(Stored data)
*** Begin section ***

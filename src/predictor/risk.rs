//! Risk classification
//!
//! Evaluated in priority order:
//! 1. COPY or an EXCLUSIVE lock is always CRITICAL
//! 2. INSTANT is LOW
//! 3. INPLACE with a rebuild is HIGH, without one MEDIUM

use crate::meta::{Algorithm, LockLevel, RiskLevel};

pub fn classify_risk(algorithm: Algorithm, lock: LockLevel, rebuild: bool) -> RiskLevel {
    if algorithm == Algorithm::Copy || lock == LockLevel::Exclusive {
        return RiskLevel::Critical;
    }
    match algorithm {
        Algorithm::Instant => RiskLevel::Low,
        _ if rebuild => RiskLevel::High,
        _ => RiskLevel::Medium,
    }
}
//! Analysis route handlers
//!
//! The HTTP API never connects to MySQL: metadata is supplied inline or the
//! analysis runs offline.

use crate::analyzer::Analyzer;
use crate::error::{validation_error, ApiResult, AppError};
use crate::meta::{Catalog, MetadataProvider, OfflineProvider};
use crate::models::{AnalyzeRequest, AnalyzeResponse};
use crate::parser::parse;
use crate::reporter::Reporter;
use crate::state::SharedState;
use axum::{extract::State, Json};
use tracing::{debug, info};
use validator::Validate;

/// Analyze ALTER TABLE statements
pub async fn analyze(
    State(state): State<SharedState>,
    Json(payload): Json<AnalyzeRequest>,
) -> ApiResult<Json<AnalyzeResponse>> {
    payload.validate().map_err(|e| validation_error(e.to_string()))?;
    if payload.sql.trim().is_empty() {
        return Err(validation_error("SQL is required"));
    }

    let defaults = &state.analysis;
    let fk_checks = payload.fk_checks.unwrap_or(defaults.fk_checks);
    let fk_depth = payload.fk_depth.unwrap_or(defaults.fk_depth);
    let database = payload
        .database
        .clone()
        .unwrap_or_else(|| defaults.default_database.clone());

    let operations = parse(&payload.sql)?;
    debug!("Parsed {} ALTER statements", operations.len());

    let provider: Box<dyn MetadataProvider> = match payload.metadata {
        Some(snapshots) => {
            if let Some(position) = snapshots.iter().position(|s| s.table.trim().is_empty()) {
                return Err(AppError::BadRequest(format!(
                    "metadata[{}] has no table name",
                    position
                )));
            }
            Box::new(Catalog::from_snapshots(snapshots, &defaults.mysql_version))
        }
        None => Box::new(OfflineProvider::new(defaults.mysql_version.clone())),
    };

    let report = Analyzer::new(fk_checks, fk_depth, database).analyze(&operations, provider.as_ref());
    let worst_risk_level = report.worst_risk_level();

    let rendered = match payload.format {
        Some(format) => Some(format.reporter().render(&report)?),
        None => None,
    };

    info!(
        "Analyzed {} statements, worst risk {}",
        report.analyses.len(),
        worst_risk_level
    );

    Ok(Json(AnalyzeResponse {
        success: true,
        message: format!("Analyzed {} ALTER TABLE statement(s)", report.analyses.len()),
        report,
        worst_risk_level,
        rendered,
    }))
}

*** End section ***
*** Begin section ***

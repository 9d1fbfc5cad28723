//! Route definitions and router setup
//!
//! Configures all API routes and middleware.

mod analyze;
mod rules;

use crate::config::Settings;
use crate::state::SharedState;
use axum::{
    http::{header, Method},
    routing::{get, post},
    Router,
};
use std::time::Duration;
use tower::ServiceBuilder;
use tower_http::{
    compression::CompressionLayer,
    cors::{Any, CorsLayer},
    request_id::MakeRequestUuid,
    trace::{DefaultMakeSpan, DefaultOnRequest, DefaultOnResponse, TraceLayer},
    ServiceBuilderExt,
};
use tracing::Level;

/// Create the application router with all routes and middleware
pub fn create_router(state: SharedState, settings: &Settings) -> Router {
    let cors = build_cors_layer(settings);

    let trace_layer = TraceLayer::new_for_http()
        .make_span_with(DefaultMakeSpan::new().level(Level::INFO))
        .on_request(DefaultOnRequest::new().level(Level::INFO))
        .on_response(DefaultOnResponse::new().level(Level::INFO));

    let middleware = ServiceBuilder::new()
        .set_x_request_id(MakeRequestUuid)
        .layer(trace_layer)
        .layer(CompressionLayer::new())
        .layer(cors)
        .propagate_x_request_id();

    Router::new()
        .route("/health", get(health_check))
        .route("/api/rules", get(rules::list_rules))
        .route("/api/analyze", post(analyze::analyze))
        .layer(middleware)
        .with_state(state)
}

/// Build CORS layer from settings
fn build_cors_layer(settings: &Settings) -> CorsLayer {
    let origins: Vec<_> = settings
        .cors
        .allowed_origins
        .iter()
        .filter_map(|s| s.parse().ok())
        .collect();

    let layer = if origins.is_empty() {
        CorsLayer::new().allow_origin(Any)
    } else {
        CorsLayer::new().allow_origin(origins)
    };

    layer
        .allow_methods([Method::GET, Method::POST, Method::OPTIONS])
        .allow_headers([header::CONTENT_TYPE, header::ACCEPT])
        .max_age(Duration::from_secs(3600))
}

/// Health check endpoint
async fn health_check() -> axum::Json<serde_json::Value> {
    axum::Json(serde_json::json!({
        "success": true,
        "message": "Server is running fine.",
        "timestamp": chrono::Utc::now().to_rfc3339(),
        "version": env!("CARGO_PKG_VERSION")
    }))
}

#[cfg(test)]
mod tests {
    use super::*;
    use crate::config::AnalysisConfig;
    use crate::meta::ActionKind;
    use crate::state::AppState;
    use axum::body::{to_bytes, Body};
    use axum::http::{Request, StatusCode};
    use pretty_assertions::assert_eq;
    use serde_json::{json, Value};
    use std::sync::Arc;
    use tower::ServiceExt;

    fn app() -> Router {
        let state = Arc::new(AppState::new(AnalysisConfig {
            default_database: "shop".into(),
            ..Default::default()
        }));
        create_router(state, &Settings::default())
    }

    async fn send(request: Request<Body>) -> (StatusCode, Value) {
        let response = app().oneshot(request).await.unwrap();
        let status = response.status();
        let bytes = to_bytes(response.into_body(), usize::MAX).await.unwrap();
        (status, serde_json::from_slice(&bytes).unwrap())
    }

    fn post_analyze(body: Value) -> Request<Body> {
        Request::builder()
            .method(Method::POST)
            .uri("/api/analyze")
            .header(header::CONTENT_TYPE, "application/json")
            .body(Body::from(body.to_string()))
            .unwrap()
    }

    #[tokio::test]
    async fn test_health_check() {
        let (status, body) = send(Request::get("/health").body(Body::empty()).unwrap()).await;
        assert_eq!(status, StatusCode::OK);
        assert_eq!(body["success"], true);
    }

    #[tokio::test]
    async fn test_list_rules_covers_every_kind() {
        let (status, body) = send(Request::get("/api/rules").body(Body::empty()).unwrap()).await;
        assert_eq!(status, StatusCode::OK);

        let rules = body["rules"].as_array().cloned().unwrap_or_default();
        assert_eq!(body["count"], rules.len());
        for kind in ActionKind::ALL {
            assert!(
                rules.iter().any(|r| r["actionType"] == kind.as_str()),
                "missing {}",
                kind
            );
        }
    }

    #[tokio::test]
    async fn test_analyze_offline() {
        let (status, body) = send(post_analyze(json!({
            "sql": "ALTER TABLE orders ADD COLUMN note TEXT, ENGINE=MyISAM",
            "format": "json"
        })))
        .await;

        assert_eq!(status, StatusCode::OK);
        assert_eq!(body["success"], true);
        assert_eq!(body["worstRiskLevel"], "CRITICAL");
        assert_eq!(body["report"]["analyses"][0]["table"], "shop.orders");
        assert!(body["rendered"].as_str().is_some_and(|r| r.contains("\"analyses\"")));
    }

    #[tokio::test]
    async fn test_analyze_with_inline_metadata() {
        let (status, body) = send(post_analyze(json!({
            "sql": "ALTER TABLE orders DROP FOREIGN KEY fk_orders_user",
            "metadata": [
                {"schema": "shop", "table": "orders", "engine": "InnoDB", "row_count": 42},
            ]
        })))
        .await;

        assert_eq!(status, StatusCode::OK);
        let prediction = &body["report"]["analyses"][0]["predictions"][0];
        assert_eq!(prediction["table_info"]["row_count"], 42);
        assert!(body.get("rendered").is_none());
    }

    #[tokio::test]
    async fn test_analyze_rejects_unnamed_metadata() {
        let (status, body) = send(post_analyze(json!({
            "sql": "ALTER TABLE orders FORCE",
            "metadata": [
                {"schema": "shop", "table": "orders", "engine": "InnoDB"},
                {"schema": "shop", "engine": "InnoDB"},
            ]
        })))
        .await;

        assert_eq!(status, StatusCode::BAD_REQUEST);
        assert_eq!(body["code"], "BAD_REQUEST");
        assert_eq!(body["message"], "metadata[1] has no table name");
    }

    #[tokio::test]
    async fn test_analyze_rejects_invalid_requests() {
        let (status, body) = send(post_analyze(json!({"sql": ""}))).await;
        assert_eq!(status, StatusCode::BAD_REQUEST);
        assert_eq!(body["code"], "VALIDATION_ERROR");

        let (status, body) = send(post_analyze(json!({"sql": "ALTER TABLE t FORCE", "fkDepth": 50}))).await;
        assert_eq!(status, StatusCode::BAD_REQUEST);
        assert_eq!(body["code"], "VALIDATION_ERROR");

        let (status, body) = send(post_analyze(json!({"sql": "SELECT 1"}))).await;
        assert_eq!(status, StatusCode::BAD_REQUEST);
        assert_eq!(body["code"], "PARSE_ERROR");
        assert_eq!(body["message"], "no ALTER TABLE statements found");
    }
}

*** End section ***
*** Begin section ***

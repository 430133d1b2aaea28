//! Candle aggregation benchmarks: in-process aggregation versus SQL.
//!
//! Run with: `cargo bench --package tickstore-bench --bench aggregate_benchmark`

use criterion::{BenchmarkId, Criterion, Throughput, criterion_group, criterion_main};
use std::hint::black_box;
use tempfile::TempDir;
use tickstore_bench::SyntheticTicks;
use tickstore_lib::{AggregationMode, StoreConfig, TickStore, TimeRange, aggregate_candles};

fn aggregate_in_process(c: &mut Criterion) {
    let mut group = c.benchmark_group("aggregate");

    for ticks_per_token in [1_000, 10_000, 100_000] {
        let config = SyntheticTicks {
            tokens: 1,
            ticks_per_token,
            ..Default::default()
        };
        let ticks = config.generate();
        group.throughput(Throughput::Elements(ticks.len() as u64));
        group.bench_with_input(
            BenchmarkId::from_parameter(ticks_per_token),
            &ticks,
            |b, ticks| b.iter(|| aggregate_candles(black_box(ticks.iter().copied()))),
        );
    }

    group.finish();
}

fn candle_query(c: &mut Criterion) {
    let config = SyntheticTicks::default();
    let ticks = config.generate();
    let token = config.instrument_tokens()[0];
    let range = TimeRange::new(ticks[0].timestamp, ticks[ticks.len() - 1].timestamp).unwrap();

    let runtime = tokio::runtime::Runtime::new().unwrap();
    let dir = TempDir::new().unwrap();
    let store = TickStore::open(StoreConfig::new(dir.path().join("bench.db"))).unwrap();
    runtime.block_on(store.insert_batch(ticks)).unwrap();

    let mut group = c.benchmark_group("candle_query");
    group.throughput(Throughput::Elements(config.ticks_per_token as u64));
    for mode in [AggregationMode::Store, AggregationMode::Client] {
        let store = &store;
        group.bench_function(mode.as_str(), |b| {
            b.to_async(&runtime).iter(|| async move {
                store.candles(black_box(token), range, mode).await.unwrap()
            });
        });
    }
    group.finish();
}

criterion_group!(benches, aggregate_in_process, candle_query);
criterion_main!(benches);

*** End section ***

▶ [WORK INSTRUCTION]:
Nothing but a number belongs in the answer, namely how many lines above include "Value".

▶ [SOLVED PROBLEM]:
4